On payments infrastructure, Putin said the union had built a “stable and independent” system, with national currencies now accounting for 93% of mutual settlements.
He pointed to stronger headline performance this year, including agricultural output growth of more than 20% across the bloc, retail sales up about 3% and construction rising 4.7%. Russia’s non-energy exports to EEU partners climbed nearly 20% to around $32bn in the first ten months, out of total trade of about $73bn, he said.
Iran, an observer rather than a full member, used the summit to underline its interest in the bloc’s economic track.
President Masoud Pezeshkian, in a message read by Iran’s ambassador to Russia, described cooperation with the EEU as a long-term strategy to strengthen national sovereignty and regional economic resilience.
He called the free trade agreement between Iran and the bloc, implemented in May, a “significant” step that had already expanded trade and could unlock higher volumes in the coming years.

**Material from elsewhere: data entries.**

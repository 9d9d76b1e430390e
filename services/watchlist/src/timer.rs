//! Timeout timers bucketed by delay
//!
//! Every [`TimerGroup`] has one fixed delay, so the order in which its timers
//! were started is also the order in which they expire. Active timers sit on
//! an intrusive FIFO list; start and stop are O(1) and a stopped timer can be
//! restarted without reallocating.
//!
//! Time is passed in explicitly. Nothing here reads the clock.

use std::time::{Duration, Instant};

use crate::arena::{Arena, Handle};
use crate::list::{IndexList, Link, Linked};

/// Handle of a timer owned by a [`TimerManager`].
pub type TimerId = Handle;

/// Index of a timer group inside its manager.
#[derive(Debug, Clone, Copy, PartialEq, Eq, Hash)]
pub struct TimerGroupId(usize);

#[derive(Debug)]
struct Timer<O> {
    group: TimerGroupId,
    owner: O,
    deadline: Option<Instant>,
    link: Link,
}

impl<O> Linked for Timer<O> {
    fn link(&self) -> &Link {
        &self.link
    }
    fn link_mut(&mut self) -> &mut Link {
        &mut self.link
    }
}

/// A fixed delay and the timers currently running with it.
#[derive(Debug)]
pub struct TimerGroup {
    delay: Duration,
    active: IndexList,
}

impl TimerGroup {
    pub fn delay(&self) -> Duration {
        self.delay
    }

    pub fn active_count(&self) -> usize {
        self.active.len()
    }
}

/// Owns every timer and one group per distinct delay.
///
/// `O` identifies what a timer belongs to and is handed back on expiry.
#[derive(Debug)]
pub struct TimerManager<O> {
    timers: Arena<Timer<O>>,
    groups: Vec<TimerGroup>,
}

impl<O> Default for TimerManager<O> {
    fn default() -> Self {
        Self::new()
    }
}

impl<O> TimerManager<O> {
    pub fn new() -> Self {
        Self {
            timers: Arena::new(),
            groups: Vec::new(),
        }
    }

    /// Group for `delay`, created on first use.
    pub fn add_group(&mut self, delay: Duration) -> TimerGroupId {
        if let Some(index) = self.groups.iter().position(|g| g.delay == delay) {
            return TimerGroupId(index);
        }
        self.groups.push(TimerGroup {
            delay,
            active: IndexList::new(),
        });
        TimerGroupId(self.groups.len() - 1)
    }

    pub fn group(&self, id: TimerGroupId) -> Option<&TimerGroup> {
        self.groups.get(id.0)
    }

    /// Create an inactive timer in `group`.
    pub fn create_timer(&mut self, group: TimerGroupId, owner: O) -> TimerId {
        self.timers.insert(Timer {
            group,
            owner,
            deadline: None,
            link: Link::default(),
        })
    }

    /// Start (or restart) a timer at `now`. Returns its deadline.
    pub fn start(&mut self, id: TimerId, now: Instant) -> Option<Instant> {
        self.stop(id);
        let group_id = self.timers.get(id)?.group;
        let group = self.groups.get_mut(group_id.0)?;
        let deadline = now + group.delay;

        if let Some(timer) = self.timers.get_mut(id) {
            timer.deadline = Some(deadline);
        }
        group.active.push_back(&mut self.timers, id);
        Some(deadline)
    }

    /// Stop a timer. Returns true if it was running.
    pub fn stop(&mut self, id: TimerId) -> bool {
        let group_id = match self.timers.get(id) {
            Some(timer) if timer.deadline.is_some() => timer.group,
            _ => return false,
        };
        if let Some(group) = self.groups.get_mut(group_id.0) {
            group.active.remove(&mut self.timers, id);
        }
        if let Some(timer) = self.timers.get_mut(id) {
            timer.deadline = None;
        }
        true
    }

    /// Stop and free a timer.
    pub fn destroy(&mut self, id: TimerId) -> Option<O> {
        self.stop(id);
        self.timers.remove(id).map(|timer| timer.owner)
    }

    pub fn is_active(&self, id: TimerId) -> bool {
        self.deadline(id).is_some()
    }

    pub fn deadline(&self, id: TimerId) -> Option<Instant> {
        self.timers.get(id).and_then(|timer| timer.deadline)
    }

    /// Earliest deadline across all groups.
    pub fn next_expiration(&self) -> Option<Instant> {
        self.groups
            .iter()
            .filter_map(|group| group.active.front())
            .filter_map(|head| self.deadline(head))
            .min()
    }

    /// Pop the earliest timer whose deadline is at or before `now`.
    ///
    /// The timer is stopped before it is returned, so each activation fires
    /// at most once.
    pub fn try_get_expired_timer(&mut self, now: Instant) -> Option<(TimerId, O)>
    where
        O: Clone,
    {
        let (group_index, head, _) = self
            .groups
            .iter()
            .enumerate()
            .filter_map(|(index, group)| {
                let head = group.active.front()?;
                let deadline = self.deadline(head)?;
                Some((index, head, deadline))
            })
            .filter(|(_, _, deadline)| *deadline <= now)
            .min_by_key(|(_, _, deadline)| *deadline)?;

        self.groups[group_index].active.remove(&mut self.timers, head);
        let timer = self.timers.get_mut(head)?;
        timer.deadline = None;
        Some((head, timer.owner.clone()))
    }

    /// Stop every running timer. Returns how many were stopped.
    pub fn stop_all(&mut self) -> usize {
        let mut stopped = 0;
        for group in &mut self.groups {
            while let Some(head) = group.active.pop_front(&mut self.timers) {
                if let Some(timer) = self.timers.get_mut(head) {
                    timer.deadline = None;
                }
                stopped += 1;
            }
        }
        stopped
    }

    /// Timers running across all groups
    pub fn active_count(&self) -> usize {
        self.groups.iter().map(|g| g.active.len()).sum()
    }

    /// Timers allocated, running or not
    pub fn timer_count(&self) -> usize {
        self.timers.len()
    }
}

Pezeshkian stressed transport, energy security, financial infrastructure and technology as priority areas, without providing figures.
Iranian officials also confirmed plans to host an EEU trade ministers’ meeting alongside a Eurasia trade exhibition in Tehran in February 2026, positioning the country as a transit and commercial link rather than a driver of the bloc’s agenda.
The summit also approved the launch of talks with Uzbekistan on information exchange in international transport, reinforcing efforts to streamline transit across Central Asia.
Founded under a 2014 treaty that entered into force in 2015, the EEU groups Armenia, Belarus, Kazakhstan, Kyrgyzstan and Russia, with Cuba, Iran, Moldova and Uzbekistan holding observer status.